Recaranus
Also called Garanus, a fabulous Italian shepherd of gigantic bodily strength and courage.
It is related of him that Cacus, a wicked robber, once stole eight oxen of the herd of Recaranus, which had strayed in the valley of the Circus Maximus, and which the robber carried into his den in Mount Aventine. He dragged the animals along by their tails, and Recaranus would not have discovered them, had not their hiding-place been betrayed by their lowing. Recaranus accordingly entered the cave and slew the robber, notwithstanding his great strength.

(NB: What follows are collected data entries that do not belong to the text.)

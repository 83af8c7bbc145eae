//! Logging Infrastructure
//!
//! Structured logging setup with support for both development and
//! production environments.

use std::path::Path;
use tracing_subscriber::EnvFilter;

/// Initialize the logger
pub fn init_logger() {
    init_logger_with_file(None, None);
}

/// Initialize the logger with optional file output
pub fn init_logger_with_file(log_level: Option<&str>, log_dir: Option<&str>) {
    let level = log_level.unwrap_or("info");
    let filter = EnvFilter::try_from_default_env()
        .unwrap_or_else(|_| EnvFilter::new(level));

    let subscriber = tracing_subscriber::fmt()
        .with_env_filter(filter)
        .with_file(false)
        .with_line_number(false)
        .with_thread_ids(false)
        .with_target(false);

    // Add file output if log_dir is provided
    if let Some(dir) = log_dir {
        let log_path = Path::new(dir);
        if log_path.exists()
            && let Some(dir_str) = log_path.to_str()
        {
            let file_appender = tracing_appender::rolling::daily(dir_str, "tiffin-server");
            subscriber.with_writer(file_appender).init();
            return;
        }
    }

    subscriber.init();
}
//! Menu Catalog
//!
//! Read-through cached access to food items. The menu changes rarely, so
//! reads are cached for ten minutes; every admin mutation invalidates both
//! the aggregate key and the per-item key.

use crate::cache::{self, CacheStore, keys};
use crate::db::models::{FoodItem, FoodItemCreate, FoodItemUpdate};
use crate::db::repository::{FoodItemRepository, RepoResult};
use std::collections::HashMap;
use std::sync::Arc;
use std::time::Duration;

/// Menu entries change infrequently
const FOOD_TTL: Duration = Duration::from_secs(600);

#[derive(Clone)]
pub struct CatalogService {
    foods: FoodItemRepository,
    cache: Arc<dyn CacheStore>,
}

impl CatalogService {
    pub fn new(foods: FoodItemRepository, cache: Arc<dyn CacheStore>) -> Self {
        Self { foods, cache }
    }

    /// Every food item with its ingredient requirements, name ascending
    pub async fn get_all(&self) -> RepoResult<Vec<FoodItem>> {
        let key = keys::food_items();
        if let Some(cached) = cache::get_json::<Vec<FoodItem>>(&*self.cache, &key).await {
            tracing::debug!("Food items served from cache");
            return Ok(cached);
        }

        let items = self.foods.find_all().await?;
        cache::put_json(&*self.cache, &key, &items, FOOD_TTL).await;
        Ok(items)
    }

    pub async fn get_by_id(&self, id: &str) -> RepoResult<Option<FoodItem>> {
        let key = keys::food_item(id);
        if let Some(cached) = cache::get_json::<FoodItem>(&*self.cache, &key).await {
            return Ok(Some(cached));
        }

        let item = self.foods.find_by_id(id).await?;
        if let Some(item) = &item {
            cache::put_json(&*self.cache, &key, item, FOOD_TTL).await;
        }
        Ok(item)
    }

    /// Batch lookup with partial-cache-hit reconciliation: cache misses are
    /// fetched in ONE backing query and each fetched item is cached
    /// individually. No ordering guarantee on the result.
    pub async fn get_by_ids(&self, ids: &[String]) -> RepoResult<Vec<FoodItem>> {
        let mut unique: Vec<&String> = Vec::new();
        for id in ids {
            if !unique.contains(&id) {
                unique.push(id);
            }
        }

        // Probe every per-item key concurrently
        let probes = unique.iter().map(|id| {
            let store = self.cache.clone();
            let key = keys::food_item(id);
            async move { cache::get_json::<FoodItem>(&*store, &key).await }
        });
        let hits = futures::future::join_all(probes).await;

        let mut found: HashMap<String, FoodItem> = HashMap::new();
        let mut missing: Vec<String> = Vec::new();
        for (id, hit) in unique.iter().zip(hits) {
            match hit {
                Some(item) => {
                    found.insert((*id).clone(), item);
                }
                None => missing.push((*id).clone()),
            }
        }

        let cached_hits = found.len();
        if !missing.is_empty() {
            let fetched = self.foods.find_by_ids(&missing).await?;
            for item in fetched {
                cache::put_json(&*self.cache, &keys::food_item(&item.id), &item, FOOD_TTL).await;
                found.insert(item.id.clone(), item);
            }
        }

        tracing::debug!(
            requested = ids.len(),
            cached = cached_hits,
            fetched = missing.len(),
            "Batch food lookup"
        );
        Ok(found.into_values().collect())
    }

    pub async fn create_food_item(&self, data: FoodItemCreate) -> RepoResult<FoodItem> {
        let item = self.foods.create(data).await?;
        self.invalidate(Some(&item.id)).await;
        tracing::info!(food_item_id = %item.id, name = %item.name, "Food item created");
        Ok(item)
    }

    pub async fn update_food_item(&self, id: &str, data: FoodItemUpdate) -> RepoResult<FoodItem> {
        let item = self.foods.update(id, data).await?;
        self.invalidate(Some(id)).await;
        tracing::info!(food_item_id = %id, "Food item updated");
        Ok(item)
    }

    /// Drop the aggregate key and, when given, the per-item key
    pub async fn invalidate(&self, food_item_id: Option<&str>) {
        if let Some(id) = food_item_id {
            cache::invalidate(&*self.cache, &[&keys::food_item(id)]).await;
        }
        cache::invalidate(&*self.cache, &[&keys::food_items()]).await;
    }
}

#[cfg(test)]
mod tests {
    use super::*;
    use crate::cache::{CacheError, CacheResult, MemoryCache};
    use crate::db::DbService;
    use crate::db::models::{IngredientCreate, IngredientRequirement};
    use crate::db::repository::IngredientRepository;
    use async_trait::async_trait;
    use rust_decimal::Decimal;

    /// Cache that fails every operation; the catalog must fall through
    struct FailingCache;

    #[async_trait]
    impl CacheStore for FailingCache {
        async fn get(&self, _key: &str) -> CacheResult<Option<String>> {
            Err(CacheError::Backend("connection refused".into()))
        }
        async fn set(&self, _key: &str, _value: String, _ttl: Duration) -> CacheResult<()> {
            Err(CacheError::Backend("connection refused".into()))
        }
        async fn del(&self, _key: &str) -> CacheResult<()> {
            Err(CacheError::Backend("connection refused".into()))
        }
        async fn del_pattern(&self, _pattern: &str) -> CacheResult<()> {
            Err(CacheError::Backend("connection refused".into()))
        }
        async fn clear(&self) -> CacheResult<()> {
            Err(CacheError::Backend("connection refused".into()))
        }
    }

    async fn setup(cache: Arc<dyn CacheStore>) -> (CatalogService, FoodItemRepository) {
        let db = DbService::new_in_memory().await.unwrap();
        let foods = FoodItemRepository::new(db.pool.clone());
        let ingredients = IngredientRepository::new(db.pool.clone());

        let rice = ingredients
            .create(IngredientCreate {
                name: "Basmati Rice".into(),
                quantity: Decimal::new(100_000, 3),
                threshold: Decimal::new(20_000, 3),
                unit: "kg".into(),
                expiry_date: None,
            })
            .await
            .unwrap();

        for (name, cents) in [("Chicken Biryani", 39999i64), ("Masala Chai", 4999)] {
            foods
                .create(FoodItemCreate {
                    name: name.into(),
                    price: Decimal::new(cents, 2),
                    description: String::new(),
                    image: String::new(),
                    ingredients: vec![IngredientRequirement {
                        ingredient_id: rice.id.clone(),
                        qty_required: Decimal::new(300, 3),
                    }],
                })
                .await
                .unwrap();
        }

        (CatalogService::new(foods.clone(), cache), foods)
    }

    #[tokio::test]
    async fn get_all_is_read_through_cached() {
        let (catalog, foods) = setup(Arc::new(MemoryCache::new())).await;

        let first = catalog.get_all().await.unwrap();
        assert_eq!(first.len(), 2);
        // Name ascending
        assert_eq!(first[0].name, "Chicken Biryani");
        assert_eq!(first[1].name, "Masala Chai");

        // Remove a row underneath the cache; the cached aggregate must
        // still be served, proving the second call never hit the store
        foods.delete_raw(&first[1].id).await.unwrap();
        let second = catalog.get_all().await.unwrap();
        assert_eq!(second, first);
    }

    #[tokio::test]
    async fn get_by_id_misses_then_hits() {
        let (catalog, foods) = setup(Arc::new(MemoryCache::new())).await;
        let all = catalog.get_all().await.unwrap();
        let id = all[0].id.clone();

        let item = catalog.get_by_id(&id).await.unwrap().unwrap();
        assert_eq!(item.name, "Chicken Biryani");
        assert_eq!(item.ingredients.len(), 1);

        foods.delete_raw(&id).await.unwrap();
        // Still served from the per-item key
        assert!(catalog.get_by_id(&id).await.unwrap().is_some());

        assert!(catalog.get_by_id("nope").await.unwrap().is_none());
    }

    #[tokio::test]
    async fn get_by_ids_reconciles_partial_hits() {
        let cache = Arc::new(MemoryCache::new());
        let (catalog, _foods) = setup(cache.clone()).await;
        let all = catalog.get_all().await.unwrap();
        let (a, b) = (all[0].id.clone(), all[1].id.clone());

        // Prime only one per-item key
        catalog.get_by_id(&a).await.unwrap();

        let batch = catalog
            .get_by_ids(&[a.clone(), b.clone(), a.clone()])
            .await
            .unwrap();
        assert_eq!(batch.len(), 2);

        // The miss was cached individually on the way out
        assert!(
            cache
                .get(&keys::food_item(&b))
                .await
                .unwrap()
                .is_some()
        );
    }

    #[tokio::test]
    async fn unknown_ids_are_dropped_from_batch() {
        let (catalog, _foods) = setup(Arc::new(MemoryCache::new())).await;
        let all = catalog.get_all().await.unwrap();

        let batch = catalog
            .get_by_ids(&[all[0].id.clone(), "missing".to_string()])
            .await
            .unwrap();
        assert_eq!(batch.len(), 1);
        assert_eq!(batch[0].id, all[0].id);
    }

    #[tokio::test]
    async fn cache_failure_falls_through_to_store() {
        let (catalog, _foods) = setup(Arc::new(FailingCache)).await;

        // Every cache op errors; reads still succeed from the database
        let all = catalog.get_all().await.unwrap();
        assert_eq!(all.len(), 2);
        assert!(catalog.get_by_id(&all[0].id).await.unwrap().is_some());
        let batch = catalog.get_by_ids(&[all[0].id.clone()]).await.unwrap();
        assert_eq!(batch.len(), 1);
    }

    #[tokio::test]
    async fn mutation_invalidates_aggregate_and_item_keys() {
        let cache = Arc::new(MemoryCache::new());
        let (catalog, _foods) = setup(cache.clone()).await;

        let all = catalog.get_all().await.unwrap();
        let id = all[0].id.clone();
        catalog.get_by_id(&id).await.unwrap();
        assert!(cache.get(&keys::food_items()).await.unwrap().is_some());

        let updated = catalog
            .update_food_item(
                &id,
                FoodItemUpdate {
                    price: Some(Decimal::new(42999, 2)),
                    ..Default::default()
                },
            )
            .await
            .unwrap();
        assert_eq!(updated.price, Decimal::new(42999, 2));

        assert!(cache.get(&keys::food_items()).await.unwrap().is_none());
        assert!(cache.get(&keys::food_item(&id)).await.unwrap().is_none());

        // Fresh read sees the new price
        let reread = catalog.get_by_id(&id).await.unwrap().unwrap();
        assert_eq!(reread.price, Decimal::new(42999, 2));
    }
}
use tiffin_server::{Config, Server, ServerState, init_logger};

#[tokio::main]
async fn main() -> Result<(), Box<dyn std::error::Error>> {
    // 1. Environment (dotenv is best-effort, logging must come up)
    let _ = dotenv::dotenv();
    init_logger();

    tracing::info!("Tiffin Server starting...");

    // 2. Load configuration
    let config = Config::from_env();

    // 3. Initialize server state (pool, cache, services)
    let state = ServerState::initialize(&config).await?;

    // 4. Run the HTTP server until ctrl-c
    let server = Server::with_state(config, state);
    if let Err(e) = server.run().await {
        tracing::error!("Server error: {}", e);
        return Err(e.into());
    }

    Ok(())
}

Hereupon he dedicated to Jupiter the ara maxima, at the foot of the Aventine, and sacrificed to the god the tenth part of the booty.
The name Recaranus seems to be connected with gerere or creare, and to signify "the recoverer." The fact of his being a gigantic shepherd who recovered the oxen stolen from him, led the Romans at an early time to consider him as identical with the Greek Hercules, who was said to have made an expedition to the west of Europe; but the whole story of Recaranus is a genuine Italian legend, without any connection with that about Hercules, although the belief in the identity of the two heroes was so general among the later Romans, that Recaranus was entirely thrown into the background. (Servius, Scholiast on Virgil's Aeneid, etc.)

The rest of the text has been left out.